The play is no lecture, though; The Gospel According To… is as playful as it is provocative. And writing jokes for three historical geniuses proved to be a task well-suited for someone with both Carter’s research and day job. “Some of [the jokes] are their own lines. Some of them are juxtapositions from my decades of research,” he notes. But the jokes he wrote are thanks to his decades in television, working with world leaders and celebrities alike. “It kind of allows you to treat these figures not as gods, but as men and women, and there’s an ease with this that I developed in writing dialogue for these people that comes out of the work that I do every day as a producer.”
In early June, Carter had that “surreal and delightful” audience experience again when he attended the Lantern’s production and participated in an In Conversation event afterwards. Carter proved to be an active and energetic storyteller, punctuating talk of his process and the history of these men by getting to his feet, whether to act out Christopher Hitchens’ shock at discovering that the Dickens and Tolstoy gospels were real, or to demonstrate the way in which Jefferson would whistle while simply changing chairs, calling it Jefferson’s “own traveling music.”
Carter took audience questions and spoke about the bliss state that led to the play (“It was like the short story, Flowers for Algernon, where this man gets a serum that makes him into a genius, but after a while it starts leaving.”), the history that couldn’t fit it into 90 minutes (both Jefferson and Dickens had pet ravens), and the ending.

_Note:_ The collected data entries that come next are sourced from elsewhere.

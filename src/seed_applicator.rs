//! Dependency-ordered worker pool that executes a validated [`SeedGraph`] against one
//! target (§4.6 steps 3-5).
//!
//! Grounded on the same `Arc<Semaphore>` + `CancellationToken` + `tokio::spawn` fan-out
//! shape the Postgres fleet-migration tool in the corpus uses for
//! `phase_dump_all`/`phase_restore_all`, but fanned out over *modules* within one
//! target rather than over targets.

use std::collections::BTreeSet;
use std::sync::Arc;

use tokio::sync::{Mutex, Notify};
use tokio_util::sync::CancellationToken;

use crate::connection::{ConnectionFactory, RunId, TargetConnection};
use crate::error::{ConnectionError, SeedError};
use crate::limiter::Limiter;
use crate::seed::SeedModule;
use crate::seed_graph::SeedGraph;

struct QueueState {
    completed: BTreeSet<usize>,
    in_progress: BTreeSet<usize>,
}

/// Runs every module in `graph` against one target, fanning out `worker_count`
/// concurrent connections. Returns as soon as the first module execution fails,
/// cancelling sibling workers. An externally-cancelled token is treated as a graceful
/// stop, not a [`SeedError`] (§7: cancellation carries no error count).
pub async fn apply_seed(
    graph: SeedGraph,
    connection_factory: Arc<dyn ConnectionFactory>,
    limiter: Arc<dyn Limiter>,
    worker_count: usize,
    cancel: CancellationToken,
) -> Result<(), SeedError> {
    if graph.modules().iter().all(|m| m.batches.is_empty()) {
        return Ok(());
    }

    let run_id = RunId::new_random();
    let graph = Arc::new(graph);
    let all_module_indices: Arc<Vec<usize>> = Arc::new(
        graph
            .modules()
            .iter()
            .enumerate()
            .filter(|(_, m)| m.runs_on_every_worker())
            .map(|(i, _)| i)
            .collect(),
    );
    let state = Arc::new(Mutex::new(QueueState {
        completed: BTreeSet::new(),
        in_progress: BTreeSet::new(),
    }));
    let notify = Arc::new(Notify::new());

    let worker_count = worker_count.max(1);
    let mut handles = Vec::with_capacity(worker_count);
    for w in 0..worker_count {
        let physical_id = (w + 1) as i32;
        handles.push(tokio::spawn(run_worker(
            physical_id,
            graph.clone(),
            all_module_indices.clone(),
            state.clone(),
            notify.clone(),
            connection_factory.clone(),
            limiter.clone(),
            run_id,
            cancel.clone(),
        )));
    }

    let mut first_err = None;
    for handle in handles {
        if let Ok(Err(e)) = handle.await {
            cancel.cancel();
            if first_err.is_none() {
                first_err = Some(e);
            }
        }
    }

    match first_err {
        Some(e) => Err(e),
        None => Ok(()),
    }
}

async fn run_worker(
    physical_id: i32,
    graph: Arc<SeedGraph>,
    all_module_indices: Arc<Vec<usize>>,
    state: Arc<Mutex<QueueState>>,
    notify: Arc<Notify>,
    connection_factory: Arc<dyn ConnectionFactory>,
    limiter: Arc<dyn Limiter>,
    run_id: RunId,
    cancel: CancellationToken,
) -> Result<(), SeedError> {
    let mut conn = match connection_factory.open(&cancel).await {
        Ok(c) => c,
        Err(e) => return Err(wrap_execution_error("<open connection>", e)),
    };
    if let Err(e) = conn.prepare(run_id, physical_id, &cancel).await {
        return Err(wrap_execution_error("<prepare session>", e));
    }

    // A `WorkerId = -1` module runs once on every worker, before any ordinary module
    // that requires the `init` topic.
    for &idx in all_module_indices.iter() {
        let module = &graph.modules()[idx];
        if let Err(e) = run_module_batches(conn.as_mut(), module, &cancel).await {
            return Err(SeedError::Execution { module: module.name.clone(), source: e });
        }
        let mut guard = state.lock().await;
        guard.completed.insert(idx);
        drop(guard);
        notify.notify_waiters();
    }

    loop {
        if cancel.is_cancelled() {
            break;
        }

        let picked = {
            let mut guard = state.lock().await;
            let pick = graph
                .ready(&guard.completed)
                .into_iter()
                .find(|i| !guard.in_progress.contains(i) && !all_module_indices.contains(i));
            if let Some(i) = pick {
                guard.in_progress.insert(i);
            }
            pick
        };

        let idx = match picked {
            Some(i) => i,
            None => {
                let guard = state.lock().await;
                let all_ordinary_done =
                    (0..graph.len()).filter(|i| !all_module_indices.contains(i)).all(|i| guard.completed.contains(&i));
                drop(guard);
                if all_ordinary_done {
                    break;
                }
                tokio::select! {
                    _ = notify.notified() => continue,
                    _ = cancel.cancelled() => break,
                }
            }
        };

        let scope = match limiter.acquire(&cancel).await {
            Ok(scope) => scope,
            Err(_) => break, // cancelled (or a closed limiter, which we treat the same way here)
        };

        let module = &graph.modules()[idx];
        let result = run_module_batches(conn.as_mut(), module, &cancel).await;
        drop(scope);

        match result {
            Ok(()) => {
                let mut guard = state.lock().await;
                guard.completed.insert(idx);
                guard.in_progress.remove(&idx);
                drop(guard);
                notify.notify_waiters();
            }
            Err(e) => return Err(SeedError::Execution { module: module.name.clone(), source: e }),
        }
    }

    conn.dispose().await;
    Ok(())
}

async fn run_module_batches(
    conn: &mut dyn TargetConnection,
    module: &SeedModule,
    cancel: &CancellationToken,
) -> Result<(), ConnectionError> {
    for batch in &module.batches {
        conn.execute_seed_batch(batch, cancel).await?;
    }
    Ok(())
}

fn wrap_execution_error(module: &str, source: ConnectionError) -> SeedError {
    SeedError::Execution { module: module.to_string(), source }
}

#[cfg(test)]
mod tests {
    use super::*;
    use crate::connection::AppliedMigrationRow;
    use crate::migration::{Migration, Phase};
    use async_trait::async_trait;
    use std::sync::atomic::{AtomicUsize, Ordering};
    use tokio::sync::Mutex as AsyncMutex;

    struct RecordingConnection {
        log: Arc<AsyncMutex<Vec<String>>>,
    }

    #[async_trait]
    impl TargetConnection for RecordingConnection {
        async fn open(&mut self, _cancel: &CancellationToken) -> Result<(), ConnectionError> {
            Ok(())
        }
        async fn initialize_migration_support(&mut self, _cancel: &CancellationToken) -> Result<(), ConnectionError> {
            Ok(())
        }
        async fn prepare(&mut self, _run_id: RunId, _worker_id: i32, _cancel: &CancellationToken) -> Result<(), ConnectionError> {
            Ok(())
        }
        async fn get_applied_migrations(
            &mut self,
            _earliest_name: Option<&str>,
            _cancel: &CancellationToken,
        ) -> Result<Vec<AppliedMigrationRow>, ConnectionError> {
            Ok(Vec::new())
        }
        async fn execute_migration_content(
            &mut self,
            _migration: &Migration,
            _phase: Phase,
            _cancel: &CancellationToken,
        ) -> Result<(), ConnectionError> {
            Ok(())
        }
        async fn execute_seed_batch(&mut self, sql: &str, _cancel: &CancellationToken) -> Result<(), ConnectionError> {
            self.log.lock().await.push(sql.to_string());
            Ok(())
        }
        async fn dispose(&mut self) {}
    }

    struct RecordingFactory {
        log: Arc<AsyncMutex<Vec<String>>>,
        opens: Arc<AtomicUsize>,
    }

    #[async_trait]
    impl ConnectionFactory for RecordingFactory {
        async fn open(&self, _cancel: &CancellationToken) -> Result<Box<dyn TargetConnection>, ConnectionError> {
            self.opens.fetch_add(1, Ordering::SeqCst);
            Ok(Box::new(RecordingConnection { log: self.log.clone() }))
        }
    }

    fn module(name: &str, worker_id: i32, provides: &[&str], requires: &[&str], batches: &[&str]) -> SeedModule {
        SeedModule {
            name: name.to_string(),
            worker_id,
            batches: batches.iter().map(|s| s.to_string()).collect(),
            provides: provides.iter().map(|s| s.to_string()).collect(),
            requires: requires.iter().map(|s| s.to_string()).collect(),
        }
    }

    #[tokio::test]
    async fn empty_graph_is_a_no_op() {
        let graph = SeedGraph::build(vec![module("init", 0, &[], &[], &[])]).unwrap();
        let log = Arc::new(AsyncMutex::new(Vec::new()));
        let opens = Arc::new(AtomicUsize::new(0));
        let factory = Arc::new(RecordingFactory { log, opens: opens.clone() });
        let limiter: Arc<dyn Limiter> = Arc::new(crate::limiter::NullLimiter);
        apply_seed(graph, factory, limiter, 2, CancellationToken::new()).await.unwrap();
        assert_eq!(opens.load(Ordering::SeqCst), 0);
    }

    #[tokio::test]
    async fn executes_all_modules_respecting_dependencies() {
        let modules = vec![
            module("init", 0, &[], &[], &["select 0;"]),
            module("Lookups", 0, &["lookups"], &[], &["select 1;"]),
            module("Orders", 0, &[], &["lookups"], &["select 2;"]),
        ];
        let graph = SeedGraph::build(modules).unwrap();
        let log = Arc::new(AsyncMutex::new(Vec::new()));
        let opens = Arc::new(AtomicUsize::new(0));
        let factory = Arc::new(RecordingFactory { log: log.clone(), opens: opens.clone() });
        let limiter: Arc<dyn Limiter> = Arc::new(crate::limiter::SemaphoreLimiter::new(2, 2));
        apply_seed(graph, factory, limiter, 2, CancellationToken::new()).await.unwrap();

        let executed = log.lock().await;
        assert_eq!(executed.len(), 3);
        let lookups_pos = executed.iter().position(|s| s == "select 1;").unwrap();
        let orders_pos = executed.iter().position(|s| s == "select 2;").unwrap();
        assert!(lookups_pos < orders_pos);
    }

    #[tokio::test]
    async fn worker_all_module_runs_on_every_worker() {
        let modules = vec![
            module("init", 0, &[], &[], &[]),
            module("PerWorkerSetup", -1, &[], &[], &["select 'setup';"]),
        ];
        let graph = SeedGraph::build(modules).unwrap();
        let log = Arc::new(AsyncMutex::new(Vec::new()));
        let opens = Arc::new(AtomicUsize::new(0));
        let factory = Arc::new(RecordingFactory { log: log.clone(), opens: opens.clone() });
        let limiter: Arc<dyn Limiter> = Arc::new(crate::limiter::SemaphoreLimiter::new(3, 3));
        apply_seed(graph, factory, limiter, 3, CancellationToken::new()).await.unwrap();

        assert_eq!(opens.load(Ordering::SeqCst), 3);
        let executed = log.lock().await;
        assert_eq!(executed.iter().filter(|s| s.as_str() == "select 'setup';").count(), 3);
    }
}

We won’t spoil it, but according to Carter, it has roots in 2001: A Space Odyssey. “You’re searching for images and actions that feel correct,” Carter says about where the play ends up.
Carter’s near-death epiphany thirty years ago has produced a funny, incisive, and transformative work of theater that keeps his bliss state alive on stages across the country. As Carter told our audience: “My goal is that maybe this play instills in some of you the same sense of urgency I had to clarify what one thinks about what we are here for. What life is all about.”